The Taliban claimed responsibility for the assault via email. The attack followed security warnings in recent days to avoid hotels and other locations frequented by foreigners in war-torn Kabul, one of the deadliest places in Afghanistan for civilians.
 
“We are hiding in our rooms. I beg the security forces to rescue us as soon as possible before they reach and kill us,” one guest, who did not want to be named, told AFP by telephone during the siege.
 
His phone has been switched off since then.
 
'Fleeing like crazy'
 
Officials said four gunmen burst into the hotel, which is not part of the global InterContinental chain, on Saturday night, opening fire and taking dozens of people hostage.
 
Afghan Telecom regional director Aziz Tayeb, who was one of dozens of people at the hotel attending an IT conference, said he saw the attackers enter.
 
“Everything became chaotic in a moment. I hid behind a pillar and I saw people who were enjoying themselves a second ago screaming and fleeing like crazy, and some of them falling down, hit by bullets,” Tayeb told AFP.
 
Local resident Abdul Sattar said he had spoken by phone to friends who are hotel staff and had been trapped inside.
 
“Suddenly (militants) attacked the dinner gathering… (then) they broke into the rooms, took some people hostage and they opened fire on some of them,” he told AFP.
 
Rahimi said the attackers were armed with light weapons and rocket-propelled grenades when they stormed the hotel, a popular venue for weddings, conferences and political gatherings.
 
Security in Kabul has been ramped up since May 31 when a massive truck bomb killed some 150 people and wounded around 400 — mostly civilians.
 
 Devastating attacks
 
But the resurgent Taliban and Islamic State are both scaling up their assaults on the city, with multiple devastating attacks in recent weeks.
 
The attack on the Intercontinental was just one of several bloody assaults on Sunday.
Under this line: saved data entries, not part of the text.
//! Font builder

use serde_sheets_core::{Color, FontStyle, FontVerticalAlign, Underline};

use super::IntoColor;

/// Font character sets
#[derive(Debug, Clone, Copy, PartialEq, Eq, Hash)]
pub enum FontCharset {
    Ansi,
    Default,
    Symbol,
    Mac,
    ShiftJis,
    Hangul,
    Johab,
    Gb2312,
    ChineseBig5,
    Greek,
    Turkish,
    Vietnamese,
    Hebrew,
    Arabic,
    Baltic,
    Russian,
    Thai,
    EasternEurope,
    Oem,
}

impl FontCharset {
    /// Charset value stored in the font record
    pub fn value(self) -> u8 {
        match self {
            FontCharset::Ansi => 0,
            FontCharset::Default => 1,
            FontCharset::Symbol => 2,
            FontCharset::Mac => 77,
            FontCharset::ShiftJis => 128,
            FontCharset::Hangul => 129,
            FontCharset::Johab => 130,
            FontCharset::Gb2312 => 134,
            FontCharset::ChineseBig5 => 136,
            FontCharset::Greek => 161,
            FontCharset::Turkish => 162,
            FontCharset::Vietnamese => 163,
            FontCharset::Hebrew => 177,
            FontCharset::Arabic => 178,
            FontCharset::Baltic => 186,
            FontCharset::Russian => 204,
            FontCharset::Thai => 222,
            FontCharset::EasternEurope => 238,
            FontCharset::Oem => 255,
        }
    }
}

/// Builds the font of a cell style
#[derive(Debug, Clone, PartialEq)]
pub struct FontBuilder {
    name: String,
    height: f64,
    italic: bool,
    strikeout: bool,
    type_offset: FontVerticalAlign,
    bold: bool,
    color: Option<Color>,
    underline: Underline,
    charset: FontCharset,
}

impl Default for FontBuilder {
    fn default() -> Self {
        Self {
            name: "Calibri".to_string(),
            height: 11.0,
            italic: false,
            strikeout: false,
            type_offset: FontVerticalAlign::Baseline,
            bold: false,
            color: None,
            underline: Underline::None,
            charset: FontCharset::Ansi,
        }
    }
}

impl FontBuilder {
    pub fn new() -> Self {
        Self::default()
    }

    pub fn name<S: Into<String>>(mut self, name: S) -> Self {
        self.name = name.into();
        self
    }

    /// Font size in points
    pub fn height(mut self, points: f64) -> Self {
        self.height = points;
        self
    }

    pub fn italic(mut self) -> Self {
        self.italic = true;
        self
    }

    pub fn strikeout(mut self) -> Self {
        self.strikeout = true;
        self
    }

    /// Superscript or subscript
    pub fn type_offset(mut self, offset: FontVerticalAlign) -> Self {
        self.type_offset = offset;
        self
    }

    pub fn bold(mut self) -> Self {
        self.bold = true;
        self
    }

    pub fn color(mut self, color: impl IntoColor) -> Self {
        self.color = Some(color.into_color());
        self
    }

    pub fn underline(mut self, underline: Underline) -> Self {
        self.underline = underline;
        self
    }

    pub fn charset(mut self, charset: FontCharset) -> Self {
        self.charset = charset;
        self
    }

    pub fn build(&self) -> FontStyle {
        FontStyle {
            name: self.name.clone(),
            size: self.height,
            bold: self.bold,
            italic: self.italic,
            underline: self.underline,
            strikethrough: self.strikeout,
            color: self.color.unwrap_or(Color::Auto),
            vertical_align: self.type_offset,
            charset: Some(self.charset.value()),
        }
    }
}
//! Schema generation from serde types

use std::fmt;
use std::sync::Arc;

use log::debug;
use serde::de::DeserializeOwned;
use serde_sheets_core::CellAddress;

use super::trace::trace;
use super::{
    Column, ColumnNameResolver, ColumnProperty, DataGrid, NullNameResolver, SpreadsheetSchema,
};
use crate::error::{Error, Result};
use crate::styles::StylesBuilder;

/// Builds a [`SpreadsheetSchema`] from a record type
///
/// The type's serde shape is traced through its `Deserialize` impl: fields
/// become columns in declaration order, nested structs are flattened under
/// their field name and sequences add an `[]` segment.
#[derive(Clone)]
pub struct SchemaGenerator {
    origin: CellAddress,
    styles_builder: StylesBuilder,
    resolver: Arc<dyn ColumnNameResolver>,
}

impl Default for SchemaGenerator {
    fn default() -> Self {
        Self {
            origin: CellAddress::A1,
            styles_builder: StylesBuilder::default(),
            resolver: Arc::new(NullNameResolver),
        }
    }
}

impl fmt::Debug for SchemaGenerator {
    fn fmt(&self, f: &mut fmt::Formatter<'_>) -> fmt::Result {
        f.debug_struct("SchemaGenerator")
            .field("origin", &self.origin)
            .field("styles_builder", &self.styles_builder)
            .finish_non_exhaustive()
    }
}

impl SchemaGenerator {
    pub fn new() -> Self {
        Self::default()
    }

    pub fn with_origin(&self, origin: CellAddress) -> Self {
        Self {
            origin,
            ..self.clone()
        }
    }

    pub fn with_styles_builder(&self, styles_builder: StylesBuilder) -> Self {
        Self {
            styles_builder,
            ..self.clone()
        }
    }

    pub fn with_column_name_resolver<R>(&self, resolver: R) -> Self
    where
        R: ColumnNameResolver + 'static,
    {
        Self {
            resolver: Arc::new(resolver),
            ..self.clone()
        }
    }

    pub fn origin(&self) -> CellAddress {
        self.origin
    }

    pub fn styles_builder(&self) -> &StylesBuilder {
        &self.styles_builder
    }

    /// Generate the schema of `T`
    pub fn generate<T: DataGrid + DeserializeOwned>(&self) -> Result<SpreadsheetSchema> {
        let type_name = std::any::type_name::<T>();
        let invalid = |problem: Error| Error::InvalidDefinition {
            type_name: type_name.to_string(),
            problem: problem.to_string(),
        };

        let grid = T::grid();
        let mut columns = Vec::new();
        for traced in trace::<T>().map_err(invalid)? {
            let pointer = traced.property_pointer();
            let property = ColumnProperty {
                name: traced.name.clone(),
                options: T::column(&pointer).with_defaults(&grid),
                pointer,
                value_type: traced.value_type,
            };
            let mut options = property.options.clone();
            if let Some(name) = self.resolver.resolve(&property).map_err(invalid)? {
                options = options.with_name(name);
            }
            let array = traced.is_array();
            let column = Column::new(traced.pointer, options, traced.value_type, array);
            debug!("Generated column {} for {}", column, type_name);
            columns.push(column);
        }

        Ok(SpreadsheetSchema::new(
            columns,
            self.styles_builder.clone(),
            self.origin,
        ))
    }
}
In a village in the northern province of Balkh, Taliban militants went from house to house in the middle of the night, pulling police from their homes and shooting them dead. At least 18 officers were killed, deputy police chief Abdul Raziq Qaderi told AFP. In Herat in the west at least eight civilians were killed when a car hit a Taliban-planted roadside mine, officials there said.
 
The last major attack on a high-end hotel in Kabul was in March 2014 when four teenage gunmen raided the Serena, killing nine people including AFP journalist Sardar Ahmad.
 
The overnight siege is not the first time the Intercontinental has been targeted: in 2011 a suicide attack claimed by the Taliban killed 21 people there, including 10 civilians.
 
Danish said authorities were questioning how the attackers got past the hotel's security, which was taken over by a private company three weeks ago.
 
“We will investigate it,” he said.
 
A hotel employee told AFP that as he fled the hotel he saw the new security guards running for their lives.
 
“They didn't do anything, they didn't attack. They had no experience,” the man said on condition of anonymity.